(Instructions to follow)
Extract, unchanged, each line of the listing below from its first line through the line that contains "const DEFAULT_CONNECT_TIMEOUT: Duration", inclusive, and nothing else.

▬▬▬

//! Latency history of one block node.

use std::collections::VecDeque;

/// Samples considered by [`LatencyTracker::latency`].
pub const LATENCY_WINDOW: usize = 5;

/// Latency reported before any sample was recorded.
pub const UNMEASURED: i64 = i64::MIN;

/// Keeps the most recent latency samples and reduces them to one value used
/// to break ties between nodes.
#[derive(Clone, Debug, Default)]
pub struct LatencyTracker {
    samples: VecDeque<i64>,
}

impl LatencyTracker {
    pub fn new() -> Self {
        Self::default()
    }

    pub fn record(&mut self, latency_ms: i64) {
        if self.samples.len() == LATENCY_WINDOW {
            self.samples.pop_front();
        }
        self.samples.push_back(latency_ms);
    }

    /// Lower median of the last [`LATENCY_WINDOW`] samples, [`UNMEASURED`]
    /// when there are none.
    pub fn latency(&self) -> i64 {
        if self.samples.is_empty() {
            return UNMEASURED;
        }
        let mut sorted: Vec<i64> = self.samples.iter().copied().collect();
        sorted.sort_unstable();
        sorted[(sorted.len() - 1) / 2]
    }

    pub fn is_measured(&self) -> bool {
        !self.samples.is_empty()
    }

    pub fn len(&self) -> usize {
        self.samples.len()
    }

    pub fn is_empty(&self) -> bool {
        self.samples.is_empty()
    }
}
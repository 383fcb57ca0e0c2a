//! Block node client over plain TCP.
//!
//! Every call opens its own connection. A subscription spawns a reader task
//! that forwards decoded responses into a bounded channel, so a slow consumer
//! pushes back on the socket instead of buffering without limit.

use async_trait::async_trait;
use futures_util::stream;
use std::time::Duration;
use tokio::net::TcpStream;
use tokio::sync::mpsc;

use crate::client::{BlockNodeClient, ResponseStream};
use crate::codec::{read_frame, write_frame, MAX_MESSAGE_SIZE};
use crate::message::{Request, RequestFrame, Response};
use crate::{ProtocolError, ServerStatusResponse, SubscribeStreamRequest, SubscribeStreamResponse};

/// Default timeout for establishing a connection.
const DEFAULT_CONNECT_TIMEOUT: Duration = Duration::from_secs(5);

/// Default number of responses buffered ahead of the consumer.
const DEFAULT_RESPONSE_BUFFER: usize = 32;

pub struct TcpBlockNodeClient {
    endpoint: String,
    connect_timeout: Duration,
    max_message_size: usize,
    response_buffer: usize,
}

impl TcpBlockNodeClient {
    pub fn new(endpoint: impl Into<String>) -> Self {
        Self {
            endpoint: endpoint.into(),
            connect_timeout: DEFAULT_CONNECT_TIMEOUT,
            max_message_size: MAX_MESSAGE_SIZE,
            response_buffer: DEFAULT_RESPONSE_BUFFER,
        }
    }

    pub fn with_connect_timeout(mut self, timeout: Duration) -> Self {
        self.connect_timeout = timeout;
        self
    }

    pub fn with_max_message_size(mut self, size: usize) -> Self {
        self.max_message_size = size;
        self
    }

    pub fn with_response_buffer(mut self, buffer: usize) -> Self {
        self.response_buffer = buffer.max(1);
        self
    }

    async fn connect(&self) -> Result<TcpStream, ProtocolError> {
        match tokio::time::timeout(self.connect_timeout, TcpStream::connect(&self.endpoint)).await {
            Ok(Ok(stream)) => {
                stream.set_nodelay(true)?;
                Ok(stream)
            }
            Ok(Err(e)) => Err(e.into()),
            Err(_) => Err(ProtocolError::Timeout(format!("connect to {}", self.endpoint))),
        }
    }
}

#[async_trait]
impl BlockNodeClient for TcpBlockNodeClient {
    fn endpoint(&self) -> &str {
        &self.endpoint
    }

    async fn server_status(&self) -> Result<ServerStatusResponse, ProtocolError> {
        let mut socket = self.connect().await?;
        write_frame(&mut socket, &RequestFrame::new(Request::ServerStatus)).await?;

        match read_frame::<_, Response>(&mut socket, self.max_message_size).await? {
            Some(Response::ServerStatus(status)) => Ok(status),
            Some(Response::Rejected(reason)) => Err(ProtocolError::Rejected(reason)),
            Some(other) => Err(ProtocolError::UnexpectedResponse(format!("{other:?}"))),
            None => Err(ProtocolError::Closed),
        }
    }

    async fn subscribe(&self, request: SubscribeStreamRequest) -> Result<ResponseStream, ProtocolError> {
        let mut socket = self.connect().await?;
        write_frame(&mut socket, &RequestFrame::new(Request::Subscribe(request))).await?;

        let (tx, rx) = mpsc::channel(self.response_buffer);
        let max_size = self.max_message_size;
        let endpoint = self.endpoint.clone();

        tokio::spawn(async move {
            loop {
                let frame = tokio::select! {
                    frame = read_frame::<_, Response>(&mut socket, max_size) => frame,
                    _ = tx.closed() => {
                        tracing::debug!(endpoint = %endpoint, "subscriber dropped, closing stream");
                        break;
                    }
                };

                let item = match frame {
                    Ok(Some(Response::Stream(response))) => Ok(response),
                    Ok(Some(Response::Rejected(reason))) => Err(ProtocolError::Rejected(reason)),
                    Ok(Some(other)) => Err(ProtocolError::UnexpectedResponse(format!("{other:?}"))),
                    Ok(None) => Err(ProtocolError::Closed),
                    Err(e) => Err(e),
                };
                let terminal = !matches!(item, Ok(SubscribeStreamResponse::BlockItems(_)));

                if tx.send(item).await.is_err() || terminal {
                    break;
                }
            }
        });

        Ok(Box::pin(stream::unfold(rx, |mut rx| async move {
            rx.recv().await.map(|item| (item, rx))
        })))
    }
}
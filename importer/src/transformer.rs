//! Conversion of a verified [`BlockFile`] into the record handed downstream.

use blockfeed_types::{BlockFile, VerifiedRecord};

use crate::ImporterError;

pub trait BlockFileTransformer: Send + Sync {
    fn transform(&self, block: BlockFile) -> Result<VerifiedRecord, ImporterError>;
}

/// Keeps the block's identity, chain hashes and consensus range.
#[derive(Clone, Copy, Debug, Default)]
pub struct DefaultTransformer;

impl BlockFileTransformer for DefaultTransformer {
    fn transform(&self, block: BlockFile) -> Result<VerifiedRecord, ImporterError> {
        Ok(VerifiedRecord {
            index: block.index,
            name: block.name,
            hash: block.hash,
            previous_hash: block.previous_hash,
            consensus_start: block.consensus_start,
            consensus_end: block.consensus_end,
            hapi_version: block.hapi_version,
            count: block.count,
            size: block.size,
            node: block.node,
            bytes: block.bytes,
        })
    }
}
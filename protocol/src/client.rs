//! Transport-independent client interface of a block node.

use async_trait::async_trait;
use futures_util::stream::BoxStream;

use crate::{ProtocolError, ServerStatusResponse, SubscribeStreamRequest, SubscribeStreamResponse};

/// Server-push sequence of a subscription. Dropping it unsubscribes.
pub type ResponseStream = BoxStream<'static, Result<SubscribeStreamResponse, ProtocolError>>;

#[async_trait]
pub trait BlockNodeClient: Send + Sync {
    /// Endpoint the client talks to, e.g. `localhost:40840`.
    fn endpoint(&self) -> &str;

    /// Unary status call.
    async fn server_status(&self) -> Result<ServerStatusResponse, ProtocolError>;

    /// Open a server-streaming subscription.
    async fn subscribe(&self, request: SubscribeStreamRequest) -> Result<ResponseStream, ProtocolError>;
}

▬▬▬

(Task output)
//! Latency history of one block node.

use std::collections::VecDeque;

/// Samples considered by [`LatencyTracker::latency`].
pub const LATENCY_WINDOW: usize = 5;

/// Latency reported before any sample was recorded.
pub const UNMEASURED: i64 = i64::MIN;

/// Keeps the most recent latency samples and reduces them to one value used
/// to break ties between nodes.
#[derive(Clone, Debug, Default)]
pub struct LatencyTracker {
    samples: VecDeque<i64>,
}

impl LatencyTracker {
    pub fn new() -> Self {
        Self::default()
    }

    pub fn record(&mut self, latency_ms: i64) {
        if self.samples.len() == LATENCY_WINDOW {
            self.samples.pop_front();
        }
        self.samples.push_back(latency_ms);
    }

    /// Lower median of the last [`LATENCY_WINDOW`] samples, [`UNMEASURED`]
    /// when there are none.
    pub fn latency(&self) -> i64 {
        if self.samples.is_empty() {
            return UNMEASURED;
        }
        let mut sorted: Vec<i64> = self.samples.iter().copied().collect();
        sorted.sort_unstable();
        sorted[(sorted.len() - 1) / 2]
    }

    pub fn is_measured(&self) -> bool {
        !self.samples.is_empty()
    }

    pub fn len(&self) -> usize {
        self.samples.len()
    }

    pub fn is_empty(&self) -> bool {
        self.samples.is_empty()
    }
}
repository 383fcb57ca0e0c2a
//! Block node client over plain TCP.
//!
//! Every call opens its own connection. A subscription spawns a reader task
//! that forwards decoded responses into a bounded channel, so a slow consumer
//! pushes back on the socket instead of buffering without limit.

use async_trait::async_trait;
use futures_util::stream;
use std::time::Duration;
use tokio::net::TcpStream;
use tokio::sync::mpsc;

use crate::client::{BlockNodeClient, ResponseStream};
use crate::codec::{read_frame, write_frame, MAX_MESSAGE_SIZE};
use crate::message::{Request, RequestFrame, Response};
use crate::{ProtocolError, ServerStatusResponse, SubscribeStreamRequest, SubscribeStreamResponse};

/// Default timeout for establishing a connection.
const DEFAULT_CONNECT_TIMEOUT: Duration = Duration::from_secs(5);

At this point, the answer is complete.